*** Dataset entries Section Begins ***
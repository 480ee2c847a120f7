//! TUI application state and logic

use crate::core::Word;
use crate::game::{GameStats, GameStatus, Session, SubmitError, TurnOutcome};
use crate::hint::{HintResponse, HintService, spawn_hint_fetch};
use crate::words::WordSource;
use anyhow::{Result, bail};
use crossterm::{
    event::{
        self, DisableMouseCapture, EnableMouseCapture, Event, KeyCode, KeyEvent, KeyEventKind,
        KeyModifiers,
    },
    execute,
    terminal::{EnterAlternateScreen, LeaveAlternateScreen, disable_raw_mode, enable_raw_mode},
};
use rand::SeedableRng;
use rand::rngs::StdRng;
use ratatui::{Terminal, backend::CrosstermBackend};
use std::io;
use std::sync::Arc;
use std::sync::mpsc::{self, Receiver, Sender};
use std::time::{Duration, Instant};
use tracing::info;

#[derive(Debug, Clone)]
pub struct Message {
    pub text: String,
    pub style: MessageStyle,
}

#[derive(Debug, Clone)]
pub enum MessageStyle {
    Info,
    Success,
    Error,
}

/// Application state
pub struct App {
    source: WordSource,
    rng: StdRng,
    pub session: Session,
    pub stats: GameStats,
    hint_service: Arc<dyn HintService>,
    hint_tx: Sender<HintResponse>,
    hint_rx: Receiver<HintResponse>,
    next_id: u64,
    anagram_input: String,
    pub messages: Vec<Message>,
    pub should_quit: bool,
}

impl App {
    /// Build the app over a word list and a hint service
    ///
    /// # Errors
    ///
    /// Fails when `words` is empty.
    pub fn new(words: Vec<Word>, hint_service: Arc<dyn HintService>) -> Result<Self> {
        Self::with_rng(words, hint_service, StdRng::from_os_rng())
    }

    fn with_rng(
        words: Vec<Word>,
        hint_service: Arc<dyn HintService>,
        mut rng: StdRng,
    ) -> Result<Self> {
        let mut source = WordSource::new(&mut rng, words);
        let Some(solution) = source.next_word(&mut rng) else {
            bail!("word list is empty");
        };

        let (hint_tx, hint_rx) = mpsc::channel();
        let mut app = Self {
            source,
            rng,
            session: Session::new(solution, 1),
            stats: GameStats::new(),
            hint_service,
            hint_tx,
            hint_rx,
            next_id: 1,
            anagram_input: String::new(),
            messages: Vec::new(),
            should_quit: false,
        };
        app.add_message(
            "Adivinhe a palavra de 5 letras. Errar custa uma penalidade no quadro!",
            MessageStyle::Info,
        );
        app.add_message("TAB sacrifica uma tentativa por uma dica.", MessageStyle::Info);
        Ok(app)
    }

    /// Swap in a fresh session against the next word
    pub fn new_game(&mut self) {
        let Some(solution) = self.source.next_word(&mut self.rng) else {
            // Construction guarantees a non-empty source
            return;
        };

        self.next_id += 1;
        self.session = Session::new(solution, self.next_id);
        self.anagram_input.clear();
        self.messages.clear();
        self.add_message("Novo jogo!", MessageStyle::Info);
        info!(session_id = self.next_id, "new game started");
    }

    /// Apply buffered hint responses to the live session
    ///
    /// Responses for an earlier session carry its old id and are dropped by
    /// the session itself.
    pub fn drain_hint_responses(&mut self) {
        for response in self.hint_rx.try_iter() {
            self.session.resolve_hint(response.session_id, response.result);
        }
    }

    /// One-second logical tick
    pub fn on_tick(&mut self) {
        self.session.tick();
    }

    pub fn handle_key(&mut self, key: KeyEvent) {
        if key.code == KeyCode::Char('c') && key.modifiers.contains(KeyModifiers::CONTROL) {
            self.should_quit = true;
            return;
        }

        match self.session.status() {
            GameStatus::Playing => self.handle_playing_key(key),
            GameStatus::Won | GameStatus::Lost => self.handle_terminal_key(key),
        }
    }

    fn handle_playing_key(&mut self, key: KeyEvent) {
        match key.code {
            KeyCode::Esc => self.should_quit = true,
            KeyCode::Char(c) => self.session.type_letter(c),
            KeyCode::Backspace => self.session.erase(),
            KeyCode::Left => self.session.cursor_left(),
            KeyCode::Right => self.session.cursor_right(),
            KeyCode::Tab => self.request_hint(),
            KeyCode::Enter => self.submit_guess(),
            _ => {}
        }
    }

    /// Keys once the session is over: anagram typing first, then replay
    fn handle_terminal_key(&mut self, key: KeyEvent) {
        let anagram_active = self
            .session
            .anagram()
            .is_some_and(|anagram| !anagram.revealed());

        if anagram_active {
            match key.code {
                KeyCode::Esc => self.should_quit = true,
                KeyCode::Char(c) if c.is_ascii_alphabetic() => {
                    if self.anagram_input.len() < crate::core::WORD_LENGTH {
                        self.anagram_input.push(c.to_ascii_uppercase());
                    }
                }
                KeyCode::Backspace => {
                    self.anagram_input.pop();
                }
                KeyCode::Enter => {
                    let input = self.anagram_input.clone();
                    self.session.anagram_submit(&input);
                    if self.session.anagram().is_some_and(|a| a.solved()) {
                        self.add_message("🎉 Anagrama resolvido!", MessageStyle::Success);
                    } else {
                        self.anagram_input.clear();
                    }
                }
                _ => {}
            }
            return;
        }

        match key.code {
            KeyCode::Esc | KeyCode::Char('q') => self.should_quit = true,
            KeyCode::Char('n') | KeyCode::Enter => self.new_game(),
            _ => {}
        }
    }

    fn submit_guess(&mut self) {
        match self.session.submit_guess(&mut self.rng) {
            Ok(TurnOutcome::Won) => {
                self.stats.record_win(self.session.turn());
                self.add_message(
                    "🎉 Acertou! Pressione 'n' para jogar de novo.",
                    MessageStyle::Success,
                );
            }
            Ok(TurnOutcome::Lost) => {
                self.stats.record_loss();
                self.add_message(
                    "Fim das tentativas. Desembaralhe a palavra antes do tempo acabar!",
                    MessageStyle::Error,
                );
            }
            Ok(TurnOutcome::Penalized) => {
                self.add_message("Errou! Uma penalidade atingiu o quadro.", MessageStyle::Error);
            }
            Err(SubmitError::IncompleteGuess) => {
                self.add_message("Complete as 5 letras antes de enviar.", MessageStyle::Error);
            }
            Err(SubmitError::GameOver) => {}
        }
    }

    fn request_hint(&mut self) {
        match self.session.request_hint(&mut self.rng) {
            Ok(id) => {
                spawn_hint_fetch(
                    Arc::clone(&self.hint_service),
                    self.session.solution().clone(),
                    id,
                    self.hint_tx.clone(),
                );
                self.add_message("Tentativa sacrificada. Buscando dica...", MessageStyle::Info);

                // Sacrificing the final turn ends the game on the spot
                if self.session.status() == GameStatus::Lost {
                    self.stats.record_loss();
                    self.add_message(
                        "Era a última tentativa! Desembaralhe a palavra.",
                        MessageStyle::Error,
                    );
                }
            }
            Err(e) => self.add_message(&e.to_string(), MessageStyle::Error),
        }
    }

    pub fn add_message(&mut self, text: &str, style: MessageStyle) {
        self.messages.push(Message {
            text: text.to_string(),
            style,
        });

        // Keep only last 5 messages
        if self.messages.len() > 5 {
            self.messages.remove(0);
        }
    }

    /// What the player has typed toward the anagram so far
    #[must_use]
    pub fn anagram_input(&self) -> &str {
        &self.anagram_input
    }
}

/// Run the TUI application
///
/// # Errors
///
/// Returns an error if terminal setup/cleanup fails or if there's an I/O error
/// during rendering or event handling.
pub fn run_tui(mut app: App) -> Result<()> {
    // Setup terminal
    enable_raw_mode()?;
    let mut stdout = io::stdout();
    execute!(stdout, EnterAlternateScreen, EnableMouseCapture)?;
    let backend = CrosstermBackend::new(stdout);
    let mut terminal = Terminal::new(backend)?;

    // Run app
    let res = run_app(&mut terminal, &mut app);

    // Restore terminal
    disable_raw_mode()?;
    execute!(
        terminal.backend_mut(),
        LeaveAlternateScreen,
        DisableMouseCapture
    )?;
    terminal.show_cursor()?;

    if let Err(err) = res {
        eprintln!("Error: {err}");
    }

    Ok(())
}

fn run_app<B: ratatui::backend::Backend>(terminal: &mut Terminal<B>, app: &mut App) -> Result<()> {
    let tick_rate = Duration::from_secs(1);
    let mut last_tick = Instant::now();

    loop {
        app.drain_hint_responses();
        terminal.draw(|f| super::rendering::ui(f, app))?;

        if event::poll(Duration::from_millis(100))? {
            if let Event::Key(key) = event::read()? {
                // Only process key press events (fixes Windows double-input bug)
                if key.kind != KeyEventKind::Press {
                    continue;
                }
                app.handle_key(key);
            }
        }

        if last_tick.elapsed() >= tick_rate {
            app.on_tick();
            last_tick = Instant::now();
        }

        if app.should_quit {
            break;
        }
    }

    Ok(())
}

#[cfg(test)]
mod tests {
    use super::*;
    use crate::hint::HintError;
    use crate::words::loader::words_from_slice;

    struct FixedHint;

    impl HintService for FixedHint {
        fn hint(&self, _solution: &Word) -> Result<String, HintError> {
            Ok("Uma dica qualquer".to_string())
        }
    }

    fn app(seed: u64) -> App {
        let words = words_from_slice(&["TERMO", "SENHA", "FESTA", "MUNDO"]);
        App::with_rng(words, Arc::new(FixedHint), StdRng::seed_from_u64(seed)).unwrap()
    }

    fn press(app: &mut App, code: KeyCode) {
        app.handle_key(KeyEvent::new(code, KeyModifiers::NONE));
    }

    #[test]
    fn empty_word_list_is_rejected() {
        let result = App::with_rng(Vec::new(), Arc::new(FixedHint), StdRng::seed_from_u64(1));
        assert!(result.is_err());
    }

    #[test]
    fn typed_letters_land_in_the_buffer() {
        let mut app = app(1);
        for c in ['t', 'e', 'r'] {
            press(&mut app, KeyCode::Char(c));
        }

        assert_eq!(app.session.buffer_chars()[..3], ['T', 'E', 'R']);
        press(&mut app, KeyCode::Backspace);
        assert_eq!(app.session.buffer_chars()[2], ' ');
    }

    #[test]
    fn incomplete_enter_reports_and_consumes_nothing() {
        let mut app = app(2);
        press(&mut app, KeyCode::Char('a'));
        press(&mut app, KeyCode::Enter);

        assert_eq!(app.session.turn(), 0);
        assert!(
            app.messages
                .iter()
                .any(|m| matches!(m.style, MessageStyle::Error))
        );
    }

    #[test]
    fn winning_guess_updates_stats() {
        let mut app = app(3);
        let solution: String = app.session.solution().text().to_string();
        for c in solution.chars() {
            press(&mut app, KeyCode::Char(c));
        }
        press(&mut app, KeyCode::Enter);

        assert_eq!(app.session.status(), GameStatus::Won);
        assert_eq!(app.stats.wins(), 1);
        assert_eq!(app.stats.current_streak(), 1);
    }

    #[test]
    fn new_game_swaps_session_and_id() {
        let mut app = app(4);
        let first_id = app.session.id();
        app.new_game();

        assert_ne!(app.session.id(), first_id);
        assert_eq!(app.session.status(), GameStatus::Playing);
        assert_eq!(app.session.turn(), 0);
    }

    #[test]
    fn tab_requests_hint_and_drain_resolves_it() {
        let mut app = app(5);
        for c in "ABETO".chars() {
            press(&mut app, KeyCode::Char(c));
        }
        press(&mut app, KeyCode::Enter);

        press(&mut app, KeyCode::Tab);
        assert!(app.session.hint_pending());

        // The mock resolves immediately; wait for the worker to deliver
        for _ in 0..100 {
            app.drain_hint_responses();
            if !app.session.hint_pending() {
                break;
            }
            std::thread::sleep(Duration::from_millis(10));
        }
        assert_eq!(app.session.hint(), Some("Uma dica qualquer"));
    }

    #[test]
    fn escape_quits() {
        let mut app = app(6);
        press(&mut app, KeyCode::Esc);
        assert!(app.should_quit);
    }
}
*** Dataset entries Section Ends ***
**Task description**
Copy exactly the lines that run from the first line of the data to the line containing "use crate::words::WordSource;", please, with both ends included and nothing else.

**Written solution**
repository 480ee2c847a120f7
//! TUI application state and logic

use crate::core::Word;
use crate::game::{GameStats, GameStatus, Session, SubmitError, TurnOutcome};
use crate::hint::{HintResponse, HintService, spawn_hint_fetch};
use crate::words::WordSource;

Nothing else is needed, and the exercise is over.